Later that summer, the pool dedicated a pavilion to the memory of Bowlding and invited surviving family members to honor the man, crediting him with desegregating the pool.
Back in 1975, Bowlding and his family were ultimately offered membership to the club, but declined, out of concern for their children’s safety.
The event and the story behind it sparked veteran Washington, D.C., actor, director and vocal coach Jennifer Mendenhall to write her first full-length play #poolparty, running June 23-July 15, produced by Ally Theatre Company at Joe’s Movement Emporium in Mt. Rainier.
Mendenhall discussed the inspiration for the play and what she hopes people will take away from it with DCTS.
How did your experience at the commemoration event lead to the writing of this play?
I went to the ceremony. The man’s children very generously came and I listened to them speak about their experience as children in a community where they had been barred membership. It was breathtaking. It pulled back the veil on the intersection between the rules that we all take for granted and the cost on the human beings affected by that.
I grew up outside the United States. I didn’t grow up absorbing racism in the U.S. I grew up with a different kind of racism, but not this kind. I thought watching the ceremony, that anybody watching this—if their defenses are down—there’s no way that they can’t see the whole spectrum of what racism does. And I was thinking ‘Is there a way to give an audience this experience? Can it be put onstage in such a way that the audience has this same experience that I just had?’
I came away from it and my head was buzzing. It wouldn’t be conventional and I recognized that from the very start. I contacted the family and asked them for permission to take their story as a jumping off point to dive into the history of discrimination in swimming pools. Then I was researching and thinking, thinking and researching, for a year and a half. Once I started in on the research, it led me further and further down the rabbit hole.
What is #poolparty about?
It’s about the history of swimming pools. It’s about discrimination in the water. And about the consequences of the legacy of that racism playing out today. Racism is an enormous part of this country. It’s such a huge and painful subject that I was wondering if we just looked at this narrow sliver of swimming pool history, is it possible to really perceive the broader issue of systemic racism? Trying to get people to understand how racist thinking has shaped this country is usually met with defense and emotion and there can’t be a discussion.
Does that mean that you’re not sure if what drove you to write this play—and what you want viewers to take from it—will be received? What do you want viewers to take away from this play?

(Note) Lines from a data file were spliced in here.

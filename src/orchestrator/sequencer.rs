//! 单文档页面调度器 - 编排层
//!
//! ## 职责
//!
//! 为一个文档创建任务，然后严格按页码升序逐页提交，一次只有一个请求在途。
//!
//! ## 状态
//!
//! ```text
//! Idle ──创建任务──▶ Running ──最后一页成功──▶ Completed
//!                       │
//!                       └──任意一页失败/取消──▶ Failed
//! ```

use std::sync::Arc;

use tracing::{error, info};

use crate::clients::{JobRequest, ProcessingApi};
use crate::error::{AppError, AppResult};
use crate::models::{FinalizationHints, OutputConfig, PageResult, PlanEntry, PromptConfig};
use crate::services::PageExecutor;
use crate::workflow::{CancelFlag, PageCtx, ProgressTracker};

/// 调度器状态
#[derive(Debug, Clone, Copy, PartialEq, Eq)]
pub enum SequencerState {
    Idle,
    Running,
    Completed,
    Failed,
}

/// 本次运行已累积的结果，失败时原样交给调用方
#[derive(Debug, Default)]
pub struct RunRecord {
    pub page_results: Vec<PageResult>,
    pub job_ids: Vec<String>,
}

/// 一个文档的调度输入
pub struct DocumentRun<'a> {
    pub entry: &'a PlanEntry,
    pub prompt: &'a PromptConfig,
    pub output: &'a OutputConfig,
    /// 文档序号（从1开始）
    pub document_index: usize,
    pub documents_total: usize,
    /// 批量模式下由汇总步骤统一交付
    pub batch_member: bool,
}

/// 单文档页面调度器
pub struct Sequencer {
    api: Arc<dyn ProcessingApi>,
    executor: PageExecutor,
    cancel: CancelFlag,
    state: SequencerState,
}

impl Sequencer {
    pub fn new(api: Arc<dyn ProcessingApi>, cancel: CancelFlag) -> Self {
        Self {
            executor: PageExecutor::new(api.clone()),
            api,
            cancel,
            state: SequencerState::Idle,
        }
    }

    pub fn state(&self) -> SequencerState {
        self.state
    }

    /// 处理一个文档的全部所选页面
    ///
    /// # 返回
    /// 最后一页携带的交付提示
    pub async fn run(
        &mut self,
        doc: &DocumentRun<'_>,
        record: &mut RunRecord,
        progress: &mut ProgressTracker,
    ) -> AppResult<Option<FinalizationHints>> {
        let result = self.drive(doc, record, progress).await;
        self.state = match &result {
            Ok(_) => SequencerState::Completed,
            Err(_) => SequencerState::Failed,
        };
        result
    }

    async fn drive(
        &mut self,
        doc: &DocumentRun<'_>,
        record: &mut RunRecord,
        progress: &mut ProgressTracker,
    ) -> AppResult<Option<FinalizationHints>> {
        let name = doc.entry.document.name.as_str();
        let pages = &doc.entry.pages;
        let prefix = format!("[文档 {}/{}]", doc.document_index, doc.documents_total);

        progress.start_document(doc.document_index, name, pages.len());
        info!("{} 开始处理: {} ({} 页)", prefix, name, pages.len());

        let job_id = self.create_job(doc).await.map_err(|e| {
            error!("{} ❌ 创建任务失败: {}", prefix, e);
            e
        })?;
        info!("{} ✓ 任务已创建: {}", prefix, job_id);
        record.job_ids.push(job_id.clone());
        self.state = SequencerState::Running;

        let mut hints = None;
        for (index, &page) in pages.iter().enumerate() {
            if self.cancel.is_cancelled() {
                info!("{} ⏹ 收到取消请求，停止提交", prefix);
                return Err(AppError::Cancelled {
                    pages_done: record.page_results.len(),
                });
            }

            let ctx = PageCtx {
                job_id: job_id.clone(),
                document_index: doc.document_index,
                documents_total: doc.documents_total,
                document_name: name.to_string(),
                page,
                position: index + 1,
                pages_total: pages.len(),
            };

            let submission = self.executor.submit_page(&ctx).await.map_err(|e| {
                error!("{} ❌ 处理失败: {}", ctx, e);
                e
            })?;
            info!("{} ✓ 完成", ctx);

            record.page_results.push(submission.result);
            progress.record_page(page);

            if submission.is_last_page {
                hints = submission.hints;
            }
        }

        info!("{} ✅ 文档处理完成", prefix);
        Ok(hints)
    }

    async fn create_job(&self, doc: &DocumentRun<'_>) -> AppResult<String> {
        let document = &doc.entry.document;
        let request = JobRequest {
            prompt: doc.prompt.clone(),
            file_id: document.id.clone(),
            selected_pages: doc.entry.pages.clone(),
            output: doc.output.clone(),
            document_name: document.name.clone(),
            document_stem: document.stem.clone(),
            batch_member: doc.batch_member,
        };

        self.api
            .create_job(&request)
            .await
            .map_err(|e| AppError::job_creation_failed(&document.name, e))
    }
}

My hope is that it will make them think, and maybe the next time they are talking to someone about housing or education they will think ‘I saw this play about swimming pools, there were all these laws and regulations, let me go look that up,’ and they will go and do their own research and find out the information to have a clearer understanding of why things are the way they are today. There are two audiences. The audience who’s lived this history and an audience who hasn’t. One of the most significant things about the production, I’m guessing, is that those people are sitting next to each other watching this play. For the people who’ve lived the history, it hopefully will feel like an acknowledgement or a validation.
What’s the significance of the hashtag in the title?
The process for me in writing this play has been a funny mix of instinct and strategy. The title popped into my head and then I had to think about why. What I liked about it was that a portion of the play deals with the pain and drama that comes over on social media, with a proliferation of videos of brutality against black people. Social media is also how you announce events and news. The kids involved in the McKinney, Texas pool party incident, which is referenced in the play, were tweeting about the event, which is how they all knew to go there. The producer was also very pleased because she said she doesn’t have to think of a hashtag to use—it has one already.
Why did it take so long to write your first full-length play?
I spent 34 years dealing with language professionally. I’d been toying with the idea of trying to write. It was on my mind. And then this thing happened to me [the event at the pool] and it was ‘OK, now we have to fast-track learning how to be playwright because I need to tell this story.’ Maybe some other thing would’ve seized me the way this did, but this was what compelled me to attempt it.
I feel like I am in service to this story—this story wants to be told and there was a feeling of effortlessness about the whole process which I’m in awe of because I know how hard it can be to even get people to take a look at your work.